The US should double the size of its joint training team in Taiwan in addition to providing military equipment as part of efforts to help Taiwan’s military face threats posed by China, retired US Navy rear admiral Mark Montgomery said on Thursday.
Montgomery made the remarks as a witness at a hearing of the US House of Representatives Select Committee on the Strategic Competition Between the US and the Chinese Communist Party (CCP) in Washington.
“We absolutely have to grow the joint training team in Taiwan,” Montgomery said, after retired US Army Pacific commanding general Charles Flynn explained the importance of training.
Photo: screen grab from the committee’s YouTube channel
“That’s a US team there. That’s about 500 people. Now it needs to be 1,000 if we’re going to give them billions of dollars in assistance, tens of billions of dollars’ worth of US gear. It makes sense that we’d be over there training and working,” said Montgomery, who retired in 2017 and works as senior director in the Washington-based Foundation for Defense of Democracies’ Center on Cyber and Technology Innovation.
Flynn, who retired in November last year, cited the Harpoon anti-ship missile launching systems as an example.
In 2020, US President Donald Trump announced sales of 100 units of land-based Harpoon launchers to Taiwan during his first term in office.
“We can give them 400 Harpoon systems, but they, if they don’t have 400 crews that actually know how to man them, use them, employ them, site them and have a primary, alternate and supplementary firing position.

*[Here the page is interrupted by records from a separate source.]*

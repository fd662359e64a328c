//! Default values and configuration structs with default implementations.

use serde::{Deserialize, Serialize};

/// Macro to generate default functions for serde attributes
macro_rules! default_fn {
    ($name:ident, $type:ty, $value:expr) => {
        pub(crate) fn $name() -> $type {
            $value
        }
    };
}

default_fn!(default_recent_count, usize, 3);
default_fn!(default_true, bool, true);
default_fn!(default_false, bool, false);

/// How record listings are shown
#[derive(Debug, Clone, PartialEq, Eq, Deserialize, Serialize)]
pub struct DisplayConfig {
    /// Number of most recent records shown by the listing options (default: 3)
    #[serde(default = "default_recent_count")]
    pub recent_count: usize,
}

impl Default for DisplayConfig {
    fn default() -> Self {
        Self {
            recent_count: default_recent_count(),
        }
    }
}

/// How console input is normalized and checked
#[derive(Debug, Clone, PartialEq, Eq, Deserialize, Serialize)]
pub struct InputConfig {
    /// Upper-case names and free text as they are read (default: true)
    #[serde(default = "default_true")]
    pub uppercase: bool,
    /// Also verify the RUT modulo-11 check digit (default: false)
    #[serde(default = "default_false")]
    pub verify_rut_check_digit: bool,
}

impl Default for InputConfig {
    fn default() -> Self {
        Self {
            uppercase: default_true(),
            verify_rut_check_digit: default_false(),
        }
    }
}

/// Records loaded at startup
#[derive(Debug, Clone, PartialEq, Eq, Deserialize, Serialize)]
pub struct SeedConfig {
    /// Register the demonstration employees (default: true)
    #[serde(default = "default_true")]
    pub demo_employees: bool,
}

impl Default for SeedConfig {
    fn default() -> Self {
        Self {
            demo_employees: default_true(),
        }
    }
}
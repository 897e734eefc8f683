use clap::Parser;
use thesaurus_cli::cli::Cli;
use thesaurus_cli::error::exit_with_error;

fn init_tracing(cli: &Cli) {
    // --quiet   → "off"
    // --verbose → RUST_LOG if set, otherwise "info"
    // default   → "off"; RUST_LOG is ignored so stdout stays clean
    let filter = if cli.quiet {
        tracing_subscriber::EnvFilter::new("off")
    } else if cli.verbose {
        tracing_subscriber::EnvFilter::try_from_default_env().unwrap_or_else(|_| "info".into())
    } else {
        tracing_subscriber::EnvFilter::new("off")
    };

    let ansi = !(cli.no_color || std::env::var_os("NO_COLOR").is_some());

    tracing_subscriber::fmt()
        .with_env_filter(filter)
        .with_ansi(ansi)
        .with_target(true)
        .with_writer(std::io::stderr)
        .init();
}

fn main() {
    let cli = Cli::parse();

    // Errors go to stderr, so piping stdout does not strip their color.
    if cli.no_color || std::env::var_os("NO_COLOR").is_some() {
        colored::control::set_override(false);
    }

    init_tracing(&cli);

    if let Err(e) = thesaurus_cli::run(cli) {
        exit_with_error(e);
    }
}
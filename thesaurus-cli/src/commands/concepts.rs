use crate::commands::open_snapshot;
use crate::config::ThesaurusConfig;
use crate::error::CliResult;
use std::path::Path;
use thesaurus_vocab::internal;

pub fn run(leaves: bool, snapshot: Option<&Path>, config: &ThesaurusConfig) -> CliResult<()> {
    let t = open_snapshot(config, snapshot)?;
    let ids = if leaves { t.leaves() } else { t.all_concepts() };

    let mut iris: Vec<&str> = ids
        .into_iter()
        .map(|id| t.iri(id))
        .filter(|iri| !internal::is_sentinel(iri))
        .collect();
    iris.sort_unstable();

    if iris.is_empty() {
        println!("(no concepts)");
    }
    for iri in iris {
        println!("{iri}");
    }
    Ok(())
}
//! External collaborators
//!
//! The taxonomy document, the per-concept occurrence counts and the remote
//! change history come from outside this crate. Each is a narrow trait; the
//! file-backed implementations here cover local exports.

use crate::error::{Error, Result};
use chrono::{DateTime, Utc};
use serde::{Deserialize, Serialize};
use std::fs;
use std::path::{Path, PathBuf};

/// Occurrence count of one concept in a corpus
#[derive(Clone, Debug, PartialEq, Serialize, Deserialize)]
pub struct ConceptFrequency {
    /// Concept IRI
    pub concept: String,
    /// Number of occurrences
    pub frequency: f64,
    /// Display label reported by the frequency service
    #[serde(rename = "mainLabel", default)]
    pub main_label: String,
}

impl ConceptFrequency {
    pub fn new(concept: impl Into<String>, frequency: f64) -> Self {
        Self {
            concept: concept.into(),
            frequency,
            main_label: String::new(),
        }
    }
}

/// One change recorded by the remote taxonomy service
#[derive(Clone, Debug, PartialEq, Serialize, Deserialize)]
pub struct HistoryEvent {
    pub timestamp: DateTime<Utc>,
    #[serde(default)]
    pub description: String,
}

/// Supplies the serialized taxonomy document.
pub trait TaxonomySource {
    fn fetch_document(&self) -> Result<String>;
}

/// Supplies per-concept occurrence counts.
pub trait FrequencySource {
    fn fetch_frequencies(&self) -> Result<Vec<ConceptFrequency>>;
}

/// Reports remote taxonomy changes.
pub trait HistorySource {
    /// Changes made after `since`
    fn changes_since(&self, since: DateTime<Utc>) -> Result<Vec<HistoryEvent>>;
}

/// Taxonomy document read from a local JSON-LD file
#[derive(Clone, Debug)]
pub struct FileTaxonomySource {
    path: PathBuf,
}

impl FileTaxonomySource {
    pub fn new(path: impl Into<PathBuf>) -> Self {
        Self { path: path.into() }
    }
}

impl TaxonomySource for FileTaxonomySource {
    fn fetch_document(&self) -> Result<String> {
        fs::read_to_string(&self.path).map_err(|e| {
            Error::source(format!("cannot read taxonomy {}: {e}", self.path.display()))
        })
    }
}

/// Occurrence counts read from a local JSON array of
/// `{"concept", "frequency", "mainLabel"}` records
#[derive(Clone, Debug)]
pub struct FileFrequencySource {
    path: PathBuf,
}

impl FileFrequencySource {
    pub fn new(path: impl Into<PathBuf>) -> Self {
        Self { path: path.into() }
    }
}

impl FrequencySource for FileFrequencySource {
    fn fetch_frequencies(&self) -> Result<Vec<ConceptFrequency>> {
        let raw = fs::read_to_string(&self.path).map_err(|e| {
            Error::source(format!(
                "cannot read frequencies {}: {e}",
                self.path.display()
            ))
        })?;
        Ok(serde_json::from_str(&raw)?)
    }
}

/// Change history read from a local JSON array of
/// `{"timestamp", "description"}` records
#[derive(Clone, Debug)]
pub struct FileHistorySource {
    path: PathBuf,
}

impl FileHistorySource {
    pub fn new(path: impl Into<PathBuf>) -> Self {
        Self { path: path.into() }
    }
}

impl HistorySource for FileHistorySource {
    fn changes_since(&self, since: DateTime<Utc>) -> Result<Vec<HistoryEvent>> {
        let raw = fs::read_to_string(&self.path).map_err(|e| {
            Error::source(format!("cannot read history {}: {e}", self.path.display()))
        })?;
        let events: Vec<HistoryEvent> = serde_json::from_str(&raw)?;
        Ok(events.into_iter().filter(|e| e.timestamp > since).collect())
    }
}

/// Ask `history` whether the taxonomy changed after the local copy at
/// `snapshot_path` was written.
///
/// Returns the change events, or `None` when there are none.
pub fn check_outdated(
    snapshot_path: &Path,
    history: &dyn HistorySource,
) -> Result<Option<Vec<HistoryEvent>>> {
    let modified = fs::metadata(snapshot_path)?.modified()?;
    let since: DateTime<Utc> = modified.into();
    let events = history.changes_since(since)?;
    tracing::debug!(since = %since, changes = events.len(), "checked taxonomy history");
    Ok(if events.is_empty() { None } else { Some(events) })
}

It doesn’t matter how many things they have,” Flynn told the committee.
Flynn and Montgomery were responding to questions from US Representative Dusty Johnson, who said: “If America weakens its commitment to defending Taiwan, then Taiwan may lose the resolve to resist,” quoting an article in The Economist.
Johnson also asked whether there is a broad census in Taiwan, given the “split government.”
Flynn noted Taiwan’s efforts to produce indigenous weapons and said he has seen positive developments “from the political side and the military side” over the past three-and-a-half to four years.
“We have momentum, and we can ill afford to lose the momentum,” he said.
Thursday’s hearing began with Flynn, Montgomery and former US deputy secretary of state Kurt Campbell giving statements before they were questioned by lawmakers.
“I think it is critical that you focus on what Taiwan needs to do and how we need to support Taiwan, remember that we are the ultimate backstop, and we must keep our capabilities shifting more of our capacity to the Indo-Pacific, recognizing that this is where the ultimate challenge to American power is in the 21st century,” Campbell said in his opening statement.